▶ _Exercise directions_
Your answer should consist of the lines in the following data that contain "Desktop".

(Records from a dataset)
---*---

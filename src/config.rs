//! In-process configuration surface for [`crate::manager::DeviceManager`].
//!
//! Callers build a [`ManagerConfig`] value however they like (env vars, a
//! config crate, hardcoded defaults for tests) and hand it to
//! [`crate::manager::DeviceManager::start`]. This crate parses no
//! configuration file format itself.

use crate::identity::DeviceType;
use std::path::PathBuf;

/// Default certificate validity in years for a freshly generated local
/// certificate.
pub const DEFAULT_CERT_VALIDITY_YEARS: i64 = 10;

/// Maximum number of concurrently known unpaired devices.
pub const DEFAULT_MAX_UNPAIRED_DEVICES: usize = 10;

/// Configuration consulted by [`crate::manager::DeviceManager::start`].
///
/// No file format is parsed to produce this value; it's the caller's
/// responsibility to construct one, typically from whatever configuration
/// mechanism the embedding application already uses.
#[derive(Debug, Clone)]
pub struct ManagerConfig {
    /// Overrides the local display name. `None` or empty falls back to the
    /// system hostname.
    pub display_name: Option<String>,
    /// Install-wide directory holding this device's `certificate.pem`,
    /// `key.pem`, and the known-peers `devices.json`.
    pub state_dir: PathBuf,
    /// Root directory under which each device gets a per-device context
    /// directory (keyed by deviceId) holding `certificate.pem` (the peer's,
    /// iff paired) and plugin-owned files.
    pub device_context_dir: PathBuf,
    /// Validity period for a freshly generated local certificate.
    pub cert_validity_years: i64,
    /// Cap on concurrently known unpaired devices. Exposed so tests can
    /// exercise the cap cheaply without creating ten devices.
    pub max_unpaired_devices: usize,
    /// Overrides the device type advertised in the local identity packet.
    /// `None` defaults to `Desktop`: this crate ships no DMI/chassis probe.
    pub device_type: Option<DeviceType>,
}

impl ManagerConfig {
    /// Build a config rooted at `state_dir`, with `device_context_dir`
    /// defaulting to `state_dir/devices` and every other field at its
    /// documented default.
    pub fn new(state_dir: impl Into<PathBuf>) -> Self {
        let state_dir = state_dir.into();
        let device_context_dir = state_dir.join("devices");
        Self {
            display_name: None,
            state_dir,
            device_context_dir,
            cert_validity_years: DEFAULT_CERT_VALIDITY_YEARS,
            max_unpaired_devices: DEFAULT_MAX_UNPAIRED_DEVICES,
            device_type: None,
        }
    }

    pub fn with_display_name(mut self, name: impl Into<String>) -> Self {
        self.display_name = Some(name.into());
        self
    }

    pub fn with_max_unpaired_devices(mut self, max: usize) -> Self {
        self.max_unpaired_devices = max;
        self
    }

    pub fn with_device_type(mut self, device_type: DeviceType) -> Self {
        self.device_type = Some(device_type);
        self
    }

    /// Resolve the display name to use: the configured value if non-empty,
    /// else the system hostname, else a fixed fallback.
    pub fn resolve_display_name(&self) -> String {
        match &self.display_name {
            Some(name) if !name.trim().is_empty() => name.clone(),
            _ => hostname(),
        }
    }

    pub fn local_cert_path(&self) -> PathBuf {
        self.state_dir.join("certificate.pem")
    }

    pub fn local_key_path(&self) -> PathBuf {
        self.state_dir.join("key.pem")
    }

    pub fn known_peers_path(&self) -> PathBuf {
        self.state_dir.join("devices.json")
    }

    pub fn device_dir(&self, device_id: &str) -> PathBuf {
        self.device_context_dir.join(device_id)
    }
}

/// Best-effort system hostname, falling back to a fixed name if it can't be
/// determined.
pub(crate) fn hostname() -> String {
    hostname::get()
        .ok()
        .and_then(|h| h.into_string().ok())
        .filter(|h| !h.trim().is_empty())
        .unwrap_or_else(|| "kdeconnect-device".to_string())
}

#[cfg(test)]
mod tests {
    use super::*;
    use tempfile::TempDir;

    #[test]
    fn paths_are_rooted_at_state_dir() {
        let dir = TempDir::new().unwrap();
        let config = ManagerConfig::new(dir.path());
        assert_eq!(config.local_cert_path(), dir.path().join("certificate.pem"));
        assert_eq!(config.known_peers_path(), dir.path().join("devices.json"));
        assert_eq!(
            config.device_dir("abc"),
            dir.path().join("devices").join("abc")
        );
    }

    #[test]
    fn empty_display_name_falls_back_to_hostname() {
        let dir = TempDir::new().unwrap();
        let config = ManagerConfig::new(dir.path()).with_display_name("   ");
        assert!(!config.resolve_display_name().trim().is_empty());
        assert_ne!(config.resolve_display_name(), "   ");
    }

    #[test]
    fn configured_display_name_is_used() {
        let dir = TempDir::new().unwrap();
        let config = ManagerConfig::new(dir.path()).with_display_name("My Desktop");
        assert_eq!(config.resolve_display_name(), "My Desktop");
    }

    #[test]
    fn defaults_match_documented_values() {
        let dir = TempDir::new().unwrap();
        let config = ManagerConfig::new(dir.path());
        assert_eq!(config.cert_validity_years, 10);
        assert_eq!(config.max_unpaired_devices, 10);
    }
}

---*---

▶ _Result for this task_
    /// `None` defaults to `Desktop`: this crate ships no DMI/chassis probe.
        let config = ManagerConfig::new(dir.path()).with_display_name("My Desktop");
        assert_eq!(config.resolve_display_name(), "My Desktop");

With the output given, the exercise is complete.